Desde bien joven se aisló por el sobrepeso. Sufrió acoso escolar a los nueve años. «Los niños jugaban en el parque y yo no salía por temor a que se pudiesen reír de mí; me sentía inferior a ellos por ser gordito», cuenta. Con trece años ya pesaba cien kilos. En la adolescencia, por trabajo de su padre, marcharon a vivir a Alcublas. Todo cambió. «Me encerré en la biblioteca y la comida. Me encerré en un mundo que era el de internet y los ordenadores. No pensaba en nada más. Mientras los demás chiquillos se iban a jugar a fútbol, yo no iba porque me cansaba. Me quedaba jugando al ordenador. Tampoco iba a andar con algunas chavalas, por vergüenza por si me quedaba atrás. No salía ni me relacionaba con nadie, solo por internet. A partir de los 17 me decían de ir a una discoteca con los amigos y yo no iba porque era muy grandote y no sabía si cabría en el coche o pasaría algo. Daba la excusa de que me encontraba mal o que no me apetecía. Así que yo no he ido nunca a una discoteca». Luego cayó en una depresión.

Una comida «normal»

Rafael, al que conocen como Hugo desde la infancia, vive en El Ferrol con su pareja desde hace dos años. Sueña con una operación que le cambie la vida. Que le permita ser como cualquier chico de 24 años: «Ir a pasear con mi mujer y poder entrar a una tienda y comprarme una camiseta que me guste o un pantalón, por ejemplo. Yo, si voy a pasear, no puedo comprarme nada».

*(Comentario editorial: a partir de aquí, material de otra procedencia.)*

impl GameCommand {
    /// Create an unstamped command from a known payload.
    ///
    /// Passing [`CommandPayload::Unknown`] yields a command with
    /// discriminant 0.
    pub fn new(payload: CommandPayload) -> Self {
        let discriminant = payload.command_type().map_or(0, CommandType::discriminant);
        Self {
            header: CommandHeader {
                discriminant,
                sender_id: PeerId(0),
                game_tick: UNSTAMPED_TICK,
                timestamp_ms: unix_millis(),
            },
            payload,
        }
    }

    /// Reassemble a decoded command. The caller guarantees that `payload`
    /// matches `header.discriminant`.
    pub(crate) fn from_parts(header: CommandHeader, payload: CommandPayload) -> Self {
        Self { header, payload }
    }

    /// Header-only command for a discriminant this build cannot decode.
    pub(crate) fn unknown(header: CommandHeader) -> Self {
        Self {
            header,
            payload: CommandPayload::Unknown,
        }
    }

    // --- Builders ---

    pub fn move_to(minion_id: u64, target_cell: i32, x: f32, y: f32) -> Self {
        MoveToCommand {
            minion_id,
            target_cell,
            x,
            y,
        }
        .into()
    }

    pub fn dig(cells: Vec<i32>, priority: Option<PriorityValue>) -> Self {
        DigCommand { cells, priority }.into()
    }

    /// Place a blueprint with no facade.
    pub fn build(cell: i32, building_id: impl Into<String>, orientation: u8, materials: Vec<String>) -> Self {
        BuildCommand {
            cell,
            building_id: building_id.into(),
            orientation,
            materials,
            facade_id: None,
        }
        .into()
    }

    pub fn deconstruct(cells: Vec<i32>) -> Self {
        DeconstructCommand { cells }.into()
    }

    pub fn cancel(cells: Vec<i32>, layer: u8) -> Self {
        CancelCommand { cells, layer }.into()
    }

    pub fn set_priority(cell: i32, priority: PriorityValue) -> Self {
        SetPriorityCommand { cell, priority }.into()
    }

    pub fn set_door_state(cell: i32, state: DoorState) -> Self {
        SetDoorStateCommand { cell, state }.into()
    }

    pub fn set_storage_filter(cell: i32, tags: Vec<String>, capacity_kg: Option<f32>) -> Self {
        SetStorageFilterCommand {
            cell,
            tags,
            capacity_kg,
        }
        .into()
    }

    pub fn set_speed(speed: u8) -> Self {
        SetSpeedCommand { speed }.into()
    }

    pub fn set_pause(paused: bool) -> Self {
        SetPauseCommand { paused }.into()
    }

    pub fn chore_start(
        minion_id: u64,
        chore_id: u64,
        chore_type: impl Into<String>,
        target_cell: Option<i32>,
    ) -> Self {
        ChoreStartCommand {
            minion_id,
            chore_id,
            chore_type: chore_type.into(),
            target_cell,
        }
        .into()
    }

    pub fn chore_end(minion_id: u64, chore_id: u64, completed: bool) -> Self {
        ChoreEndCommand {
            minion_id,
            chore_id,
            completed,
        }
        .into()
    }

    pub fn entity_state(entity_id: u64, cell: i32, state: Vec<u8>) -> Self {
        EntityStateCommand {
            entity_id,
            cell,
            state,
        }
        .into()
    }

    pub fn hard_sync(snapshot: HardSyncSnapshot) -> Self {
        snapshot.into()
    }

    pub fn sync_request(reason: SyncReason, last_applied_cycle: Option<i32>) -> Self {
        SyncRequestCommand {
            reason,
            last_applied_cycle,
        }
        .into()
    }

    // --- Accessors ---

    /// Shared header fields.
    pub fn header(&self) -> &CommandHeader {
        &self.header
    }

    /// Variant-specific fields.
    pub fn payload(&self) -> &CommandPayload {
        &self.payload
    }

    /// Built-in type, or `None` if the discriminant is unknown to this build.
    pub fn command_type(&self) -> Option<CommandType> {
        self.payload.command_type()
    }

    pub fn discriminant(&self) -> u8 {
        self.header.discriminant
    }

    pub fn sender_id(&self) -> PeerId {
        self.header.sender_id
    }

    pub fn game_tick(&self) -> i64 {
        self.header.game_tick
    }

    pub fn timestamp_ms(&self) -> u64 {
        self.header.timestamp_ms
    }

    /// Whether dispatch has assigned a sender and tick.
    pub fn is_stamped(&self) -> bool {
        self.header.game_tick >= 0
    }

    /// Assign sender and logical tick. Allowed exactly once.
    pub fn stamp(&mut self, sender_id: PeerId, game_tick: i64) -> Result<(), StampError> {
        if self.is_stamped() {
            return Err(StampError::AlreadyStamped(self.header.game_tick));
        }
        if game_tick < 0 {
            return Err(StampError::NegativeTick(game_tick));
        }
        self.header.sender_id = sender_id;
        self.header.game_tick = game_tick;
        Ok(())
    }

    /// Short human-readable label for logs.
    pub fn label(&self) -> String {
        match self.command_type() {
            Some(ty) => format!("{ty:?}"),
            None => format!("Unknown(0x{:02X})", self.header.discriminant),
        }
    }
}

#[cfg(test)]
mod tests {
    use super::*;

    #[test]
    fn test_discriminants_are_stable() {
        assert_eq!(CommandType::MoveTo.discriminant(), 1);
        assert_eq!(CommandType::Dig.discriminant(), 2);
        assert_eq!(CommandType::HardSync.discriminant(), 14);
        assert_eq!(CommandType::ScheduleSync.discriminant(), 18);
        for (index, ty) in CommandType::ALL.iter().enumerate() {
            assert_eq!(ty.discriminant() as usize, index + 1);
        }
    }

    #[test]
    fn test_from_discriminant() {
        assert_eq!(CommandType::from_discriminant(2), Some(CommandType::Dig));
        assert_eq!(CommandType::from_discriminant(0), None);
        assert_eq!(CommandType::from_discriminant(0x13), None);
        assert_eq!(CommandType::from_discriminant(CONTROL_DISCRIMINANT_START), None);
    }

    #[test]
    fn test_builder_sets_matching_discriminant() {
        let dig = GameCommand::dig(vec![42, 43], None);
        assert_eq!(dig.command_type(), Some(CommandType::Dig));
        assert_eq!(dig.discriminant(), 2);
        assert!(!dig.is_stamped());
        assert_eq!(dig.game_tick(), UNSTAMPED_TICK);
    }

    #[test]
    fn test_stamp_once() {
        let mut command = GameCommand::set_speed(2);
        command.stamp(PeerId(1), 100).unwrap();
        assert_eq!(command.sender_id(), PeerId(1));
        assert_eq!(command.game_tick(), 100);

        assert_eq!(
            command.stamp(PeerId(2), 200),
            Err(StampError::AlreadyStamped(100))
        );
        assert_eq!(command.sender_id(), PeerId(1));
    }

    #[test]
    fn test_stamp_rejects_negative_tick() {
        let mut command = GameCommand::set_pause(true);
        assert_eq!(command.stamp(PeerId(1), -5), Err(StampError::NegativeTick(-5)));
        assert!(!command.is_stamped());
    }

    #[test]
    fn test_tick_zero_counts_as_stamped() {
        let mut command = GameCommand::set_pause(false);
        command.stamp(PeerId(3), 0).unwrap();
        assert!(command.is_stamped());
    }

    #[test]
    fn test_from_payload_struct() {
        let command = GameCommand::from(ScheduleSyncCommand {
            schedule_id: 1,
            name: "Default".into(),
            blocks: vec![ScheduleBlock::Work; 24],
            assigned: vec![10, 11],
        });
        assert_eq!(command.command_type(), Some(CommandType::ScheduleSync));
    }

    #[test]
    fn test_unknown_label() {
        let command = GameCommand::unknown(CommandHeader {
            discriminant: 0x42,
            sender_id: PeerId(2),
            game_tick: 7,
            timestamp_ms: 0,
        });
        assert_eq!(command.command_type(), None);
        assert_eq!(command.label(), "Unknown(0x42)");
    }
}
//! Configuration error types.

use std::path::PathBuf;

/// Failures while locating, reading or writing `config.ron`.
#[derive(Debug, thiserror::Error)]
pub enum ConfigError {
    #[error("cannot read {}: {source}", path.display())]
    Read {
        path: PathBuf,
        #[source]
        source: std::io::Error,
    },

    #[error("cannot write {}: {source}", path.display())]
    Write {
        path: PathBuf,
        #[source]
        source: std::io::Error,
    },

    /// The file exists but is not a valid peer config.
    #[error("invalid config in {}: {source}", path.display())]
    Parse {
        path: PathBuf,
        #[source]
        source: ron::error::SpannedError,
    },

    #[error("cannot serialize config: {0}")]
    Serialize(#[from] ron::Error),

    /// The platform has no per-user configuration directory.
    #[error("no configuration directory available on this platform")]
    NoConfigDir,
}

Ha probado muchas veces a hacer régimen y seguir dietas. Empieza estricto pero acaba con el efecto rebote: pierde cinco y gana el doble. No desayuna. Almuerza un café y unas tostadas. Pero a la hora de la comida, dice, igual come 50 patatas fritas y tres huevos con dos rodajas de carne, media barra de pan, medio litro de Coca-Cola y tres o cuatro yogures. «Para mí igual es poco, porque tengo el estómago muy grande», justifica. Cree que todo empezó porque no le controlaron de pequeño. «Me dejaban comer lo que quisiera. Cada mañana para almorzar me compraban zumos, napolitanas, chocolatinas». Hoy pide que le operen. Y que la gente se conciencie de lo que sufren las personas con sobrepeso. «Saben nuestro peso, pero no el sufrimiento que hay detrás».